Genetic prediction with ARG-powered linear algebra

Ancestral recombination graphs (ARGs) are an attractive means for quantitative genetic analysis of complex traits because they encode the realized genetic relatedness between a sample of individuals in the presence of genetic drift, recombination, and mutation. Data structures for efficiently storing ARGs can also be used to rapidly process millions of genomes, and are thus promising for fitting linear mixed models (LMMs) to large phenotype and genome datasets. Here, we study the problems of variance component estimation and prediction of genetic values with ARGs, by describing a generative model of complex traits with additive effects on an ARG, and then developing algorithms that use the ARG to solve these problems efficiently on biobank-scale datasets. We observe nearly linear scaling of runtime with sample size, which is achieved by using the succinct tree sequence representation of the ARG for implicit matrix-vector products, along with modern randomized linear algebra algorithms. We estimate variance components using restricted maximum likelihood (REML), which we find performs substantially better than the Haseman--Elston method.

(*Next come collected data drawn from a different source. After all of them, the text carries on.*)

//! Harness configuration.
//!
//! Defines the YAML-serializable configuration for providers, retries,
//! per-analysis scoring profiles, the result log and the HTTP server. Every
//! section has defaults, so an empty file (or no file at all) yields a
//! working configuration. API keys are never stored here: each provider
//! names the environment variable that holds its key.
//!
//! # Example YAML
//!
//! ```yaml
//! providers:
//!   qwen:
//!     model: qwen/qwen2.5-vl-32b-instruct:free
//!     api_key_env: OPENROUTER_API_KEY
//!   gemini:
//!     model: gemini-1.5-pro
//!     timeout_secs: 45
//! retry:
//!   max_attempts: 3
//!   backoff_ms: 2000
//! profiles:
//!   tam:
//!     framework_path: prompts/tam.md
//!     merge_strategy: prefer_overlay
//!     checklist:
//!       sections: ["Risk Factors"]
//!   dcf:
//!     request_timeout_secs: 120
//!     scoring:
//!       min_response_length: 2000
//! results:
//!   log_path: results/test_results.jsonl
//! server:
//!   bind: 127.0.0.1:5000
//! ```

use std::io::{BufReader, BufWriter};
use std::path::{Path, PathBuf};

use prompt_harness_core::{
    AnalysisKind, ChecklistConfig, MergeStrategy, ModelId, ScoringConfig, ScoringProfile,
    merge_checklists, validate_profile,
};
use serde::{Deserialize, Serialize};
use tracing::debug;

use crate::error::{DatabaseError, Result};

/// Connection settings for one model provider.
#[derive(Debug, Clone, PartialEq, Serialize, Deserialize)]
#[serde(default)]
pub struct ProviderConfig {
    pub base_url: String,
    pub model: String,
    /// Environment variable holding the API key.
    pub api_key_env: String,
    /// Per-request HTTP timeout.
    pub timeout_secs: u64,
    pub max_tokens: u32,
    pub temperature: f64,
}

impl ProviderConfig {
    /// Default OpenRouter settings serving Qwen.
    pub fn openrouter() -> Self {
        Self {
            base_url: "https://openrouter.ai/api/v1".to_string(),
            model: "qwen/qwen2.5-vl-32b-instruct:free".to_string(),
            api_key_env: "OPENROUTER_API_KEY".to_string(),
            timeout_secs: 60,
            max_tokens: 4000,
            temperature: 0.7,
        }
    }

    /// Default Google Generative Language settings serving Gemini.
    pub fn gemini() -> Self {
        Self {
            base_url: "https://generativelanguage.googleapis.com/v1beta".to_string(),
            model: "gemini-1.5-pro".to_string(),
            api_key_env: "GEMINI_API_KEY".to_string(),
            timeout_secs: 60,
            max_tokens: 4000,
            temperature: 0.7,
        }
    }

    /// Reads the API key from the configured environment variable.
    ///
    /// Returns `None` when the variable is unset or blank.
    pub fn api_key(&self) -> Option<String> {
        std::env::var(&self.api_key_env)
            .ok()
            .map(|key| key.trim().to_string())
            .filter(|key| !key.is_empty())
    }
}

impl Default for ProviderConfig {
    fn default() -> Self {
        Self::openrouter()
    }
}

/// Settings for both supported providers.
#[derive(Debug, Clone, PartialEq, Serialize, Deserialize)]
#[serde(default)]
pub struct ProvidersConfig {
    pub qwen: ProviderConfig,
    pub gemini: ProviderConfig,
}

impl Default for ProvidersConfig {
    fn default() -> Self {
        Self {
            qwen: ProviderConfig::openrouter(),
            gemini: ProviderConfig::gemini(),
        }
    }
}

impl ProvidersConfig {
    pub fn get(&self, model: ModelId) -> &ProviderConfig {
        match model {
            ModelId::Qwen => &self.qwen,
            ModelId::Gemini => &self.gemini,
        }
    }
}

/// Retry policy for provider calls.
#[derive(Debug, Clone, Copy, PartialEq, Eq, Serialize, Deserialize)]
#[serde(default)]
pub struct RetryConfig {
    pub max_attempts: u32,
    pub backoff_ms: u64,
}

impl Default for RetryConfig {
    fn default() -> Self {
        Self {
            max_attempts: 3,
            backoff_ms: 2000,
        }
    }
}

/// Per-analysis settings: prompt framework, deadline and scoring overlay.
#[derive(Debug, Clone, PartialEq, Serialize, Deserialize)]
#[serde(default)]
pub struct ProfileSettings {
    /// Framework prompt file; the built-in framework is used when unset.
    #[serde(skip_serializing_if = "Option::is_none")]
    pub framework_path: Option<PathBuf>,
    /// Overall deadline for one test, retries included.
    pub request_timeout_secs: u64,
    pub merge_strategy: MergeStrategy,
    /// Checklist entries merged onto the built-in checklist.
    pub checklist: ChecklistConfig,
    /// Scoring thresholds; the built-in values are used when unset.
    #[serde(skip_serializing_if = "Option::is_none")]
    pub scoring: Option<ScoringConfig>,
}

impl ProfileSettings {
    fn with_timeout(request_timeout_secs: u64) -> Self {
        Self {
            framework_path: None,
            request_timeout_secs,
            merge_strategy: MergeStrategy::default(),
            checklist: ChecklistConfig::default(),
            scoring: None,
        }
    }
}

impl Default for ProfileSettings {
    fn default() -> Self {
        Self::with_timeout(60)
    }
}

/// Settings for both analysis kinds.
#[derive(Debug, Clone, PartialEq, Serialize, Deserialize)]
#[serde(default)]
pub struct ProfilesConfig {
    pub tam: ProfileSettings,
    pub dcf: ProfileSettings,
}

impl Default for ProfilesConfig {
    fn default() -> Self {
        Self {
            tam: ProfileSettings::with_timeout(60),
            dcf: ProfileSettings::with_timeout(90),
        }
    }
}

impl ProfilesConfig {
    pub fn get(&self, kind: AnalysisKind) -> &ProfileSettings {
        match kind {
            AnalysisKind::Tam => &self.tam,
            AnalysisKind::Dcf => &self.dcf,
        }
    }
}

/// Result log and export locations.
#[derive(Debug, Clone, PartialEq, Serialize, Deserialize)]
#[serde(default)]
pub struct ResultsConfig {
    /// Append-only JSON-lines log; results stay in memory when unset.
    pub log_path: Option<PathBuf>,
    /// Directory used for exports given without an explicit path.
    pub export_dir: PathBuf,
}

impl Default for ResultsConfig {
    fn default() -> Self {
        Self {
            log_path: Some(PathBuf::from("results/test_results.jsonl")),
            export_dir: PathBuf::from("results"),
        }
    }
}

/// HTTP server settings.
#[derive(Debug, Clone, PartialEq, Eq, Serialize, Deserialize)]
#[serde(default)]
pub struct ServerConfig {
    pub bind: String,
}

impl Default for ServerConfig {
    fn default() -> Self {
        Self {
            bind: "127.0.0.1:5000".to_string(),
        }
    }
}

/// Top-level harness configuration.
///
/// # Examples
///
/// ```
/// use prompt_harness_core::{AnalysisKind, ModelId};
/// use prompt_harness_db::HarnessConfig;
///
/// let config: HarnessConfig = serde_yaml::from_str("retry: { max_attempts: 5 }").unwrap();
/// assert_eq!(config.retry.max_attempts, 5);
/// assert_eq!(config.retry.backoff_ms, 2000);
/// assert_eq!(config.profiles.get(AnalysisKind::Dcf).request_timeout_secs, 90);
/// assert_eq!(config.providers.get(ModelId::Gemini).api_key_env, "GEMINI_API_KEY");
/// ```
#[derive(Debug, Clone, Default, PartialEq, Serialize, Deserialize)]
#[serde(default)]
pub struct HarnessConfig {
    pub providers: ProvidersConfig,
    pub retry: RetryConfig,
    pub profiles: ProfilesConfig,
    pub results: ResultsConfig,
    pub server: ServerConfig,
}

impl HarnessConfig {
    /// Loads configuration from a YAML file.
    ///
    /// # Errors
    ///
    /// Returns [`IoError`](crate::DatabaseError::IoError) if the file cannot
    /// be read, or [`YamlError`](crate::DatabaseError::YamlError) if parsing
    /// fails.
    pub fn load(path: impl AsRef<Path>) -> Result<Self> {
        let file = std::fs::File::open(path)?;
        let reader = BufReader::new(file);
        let config = serde_yaml::from_reader(reader)?;
        Ok(config)
    }

    /// Loads `path` when given, the defaults otherwise.
    pub fn load_or_default(path: Option<&Path>) -> Result<Self> {
        match path {
            Some(path) => Self::load(path),
            None => Ok(Self::default()),
        }
    }

    /// Saves the configuration as YAML.
    pub fn save(&self, path: impl AsRef<Path>) -> Result<()> {
        let file = std::fs::File::create(path)?;
        let writer = BufWriter::new(file);
        serde_yaml::to_writer(writer, self)?;
        Ok(())
    }

    /// Builds the effective scoring profile for `kind`: the built-in
    /// profile with the configured overlay and thresholds applied.
    ///
    /// # Errors
    ///
    /// Returns [`InvalidProfile`](crate::DatabaseError::InvalidProfile) when
    /// the merged profile fails validation.
    pub fn scoring_profile(&self, kind: AnalysisKind) -> Result<ScoringProfile> {
        let settings = self.profiles.get(kind);
        let mut profile = ScoringProfile::builtin(kind);
        profile.checklist =
            merge_checklists(&profile.checklist, &settings.checklist, settings.merge_strategy);
        if let Some(ref scoring) = settings.scoring {
            profile.scoring = scoring.clone();
        }

        let errors = validate_profile(&profile);
        if !errors.is_empty() {
            return Err(DatabaseError::InvalidProfile {
                kind: kind.to_string(),
                errors,
            });
        }
        debug!(
            kind = %kind,
            sections = profile.checklist.sections.len(),
            elements = profile.checklist.elements.len(),
            "Built scoring profile"
        );
        Ok(profile)
    }

    /// Reads the configured framework prompt for `kind`, if any.
    ///
    /// # Errors
    ///
    /// Returns [`FrameworkUnreadable`](crate::DatabaseError::FrameworkUnreadable)
    /// when a configured file cannot be read.
    pub fn framework_text(&self, kind: AnalysisKind) -> Result<Option<String>> {
        let Some(ref path) = self.profiles.get(kind).framework_path else {
            return Ok(None);
        };
        std::fs::read_to_string(path)
            .map(Some)
            .map_err(|source| DatabaseError::FrameworkUnreadable {
                path: path.clone(),
                source,
            })
    }
}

In simulation tests, both variance component estimation and prediction of genetic values (using the best linear unbiased predictor, BLUP) perform nearly as well with inferred ARGs as with true ARGs. We also discuss interpretations of the variance component estimates as mutational variance and additive genetic variance. We provide an implementation of the algorithms as a Python package \tslmm, which leverages the tree sequence library \tskit.